He tried booting up the computer but couldn’t even concentrate enough to beat level seven on Trogdor. There was nothing but spam in his email box, and when he discovered some spywarin’ bastard had installed a Bonzai Buddy on his hard drive while he wasn’t looking, he shut down the computer in complete disgust.

Finally, he overfed the cat, checked the time on the microwave, compared it to the clock in the living room, and stomped outside, not bothering to tie his boots, and then cursing colorfully when he nearly tripped over the laces.

Catching himself on the porch, he checked the door locks, checked his gun, and then considered the steps a moment before shrugging and continuing out into the yard. If God wanted him so bad that He would stoop to tripping him on the stairs, he decided, then He could have him.

God let him live instead, and he was warming up the truck a minute later, the ignition roaring loud enough to scare birds out of the trees around the house.

The rough nature of the trail he was driving along (it was too far degraded to be properly called a road anymore) kept him from speeding (he knew he’d gotten lucky with the shoelaces, among other things lately, and he wasn’t about to push that luck).

Radio reception was sketchy at best this high up, and what did filter through tended towards big-haired fundamentalists and sports commentary, but never the good kind of either, so after a burst of static and a dire prediction about the Flames chances this year, Mulder pushed a cd into the player. Skinner had installed the system into the truck at Mulder’s insistence, and they had both enjoyed burning discs off of the computer and surprising each other with their taste in music.

This was one of Skinner’s discs, Mulder realized. While he enjoyed the traditional flavor of the Easter Canadian bands, he had to admit he wasn’t the fan that Skinner was, and it made him wonder if Skinner hadn’t maybe been a fisherman in a past life.

“As opposed to an old Jewish woman,” he muttered aloud.

He slowed the truck at the turn off to Bow Falls without realizing it; a three second internal debate took him a hundred feet past the parking lot entrance and he had to back up to pull the truck in.

Parking between a beat up and ancient Citroen and a typical soccer mom Ford Explorer, he sat drumming his fingers on the steering wheel until the song ended, then abruptly shut off the ignition and exited the vehicle.

The steps up to the Falls seemed less steep today, although he knew it had nothing to do with the stairs themselves and everything to do with the crazy exercise regimen he had been putting himself through these past few weeks. Filling countless hours with running, lifting and even swimming when he could get to the gym. He was probably in the best shape he’d been in since Oxford, he thought. Maybe even better than that.

Voices froze him at the top of the steps.

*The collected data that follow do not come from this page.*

use crate::{
    aggregator::{aggregate_force_density, ForceDensity, MassForce, ModelFlags},
    delta_kernels::{DeltaKernel, DeltaKernelTrait},
    error::{IbError, IbResult},
    floating_type_mod::FT,
    grid::GridDescriptor,
    lagrangian_points::LagrangianPoints,
    muscle_activation::MuscleActivation,
    spreading::{EulerianForce, SpreadingOperator},
    structure::Structure,
};

#[derive(Debug, Clone, Copy, PartialEq)]
pub struct Clock {
    pub time: FT,
    pub dt: FT,
}

#[derive(Debug, Clone, PartialEq)]
pub struct ForceOutput {
    /// Source term for the fluid solver.
    pub eulerian: EulerianForce,
    /// Raw forces of mass points, for the point mass dynamics.
    pub mass_forces: Vec<MassForce>,
    pub lagrangian: ForceDensity,
}

/**
 * Everything that stays fixed while the fluid solver advances: grid, kernel, enabled
 * element categories and the validated structure.
 */
#[derive(Debug, Clone)]
pub struct ImmersedBoundaryForces {
    grid: GridDescriptor,
    kernel: DeltaKernel,
    flags: ModelFlags,
    structure: Structure,
}

impl ImmersedBoundaryForces {
    pub fn new(grid: GridDescriptor, kernel: DeltaKernel, flags: ModelFlags, structure: Structure) -> IbResult<Self> {
        if kernel.support() != grid.support() {
            return Err(IbError::Domain {
                kernel_support: kernel.support(),
                grid_support: grid.support(),
            });
        }
        if structure.num_points() != grid.num_points() {
            return Err(IbError::PointCountMismatch {
                expected: grid.num_points(),
                actual: structure.num_points(),
            });
        }
        Ok(ImmersedBoundaryForces {
            grid,
            kernel,
            flags,
            structure,
        })
    }

    pub fn grid(&self) -> &GridDescriptor {
        &self.grid
    }

    pub fn kernel(&self) -> &DeltaKernel {
        &self.kernel
    }

    pub fn flags(&self) -> &ModelFlags {
        &self.flags
    }

    pub fn structure(&self) -> &Structure {
        &self.structure
    }

    /**
     * Computes the Lagrangian force density of all enabled elements and spreads it onto the grid.
     *
     * Any error aborts the whole timestep; no partially filled force field is returned.
     */
    pub fn compute<A: MuscleActivation + ?Sized>(
        &self,
        points: &LagrangianPoints,
        clock: Clock,
        activation: &A,
    ) -> IbResult<ForceOutput> {
        if points.len() != self.grid.num_points() {
            return Err(IbError::PointCountMismatch {
                expected: self.grid.num_points(),
                actual: points.len(),
            });
        }

        let aggregated = aggregate_force_density(&self.structure, &self.flags, points, clock, activation)?;

        let operator = SpreadingOperator::build(&self.grid, &self.kernel, points.current_positions())?;
        let eulerian = operator.apply(&aggregated.density)?;

        if log::log_enabled!(log::Level::Debug) {
            let total = aggregated.density.total();
            let integral = eulerian.integral();
            log::debug!(
                "t={:.6}: kinds={:?} lagrangian total=({:.6e}, {:.6e}) eulerian integral=({:.6e}, {:.6e})",
                clock.time,
                self.flags.enabled_kinds(),
                total.x * self.grid.ds(),
                total.y * self.grid.ds(),
                integral.x,
                integral.y
            );
        }

        Ok(ForceOutput {
            eulerian,
            mass_forces: aggregated.mass_forces,
            lagrangian: aggregated.density,
        })
    }
}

A couple were sitting on the rock; ‘my rock—our rock—the rock’ his mind whispered; holding hands and looking out at the Falls. In front of Mulder, a woman held a camera while a tall, curly haired man herded two small curly haired children into her viewfinder. The children smiled, and one of the boys on the rock said something that made the other boy turn and kiss him, then throw an arm around his shoulders.

Mulder turned abruptly and ran back down the stairs.

Back in the truck he found a different disc with the same Celtic feel, took a couple of minutes to let his breathing return to something approaching normal, and then pulled out of the parking lot with enough zeal to spray gravel all over the other cars.

Twenty minutes later he was easing down highway sixteen and into downtown Banff. As usual, he had to marvel at the town—small city, really—that for all its growth still held to a main street with slant parking and a movie theater called the Bijou.

On the south end of the city, he bought a drive-thru A and W root beer milkshake-- Skinner had teased him unmercifully about them, but he was hopelessly addicted—and finished it in the hospital parking lot, watching the S.T.A.R.S. helicopters taking off and landing.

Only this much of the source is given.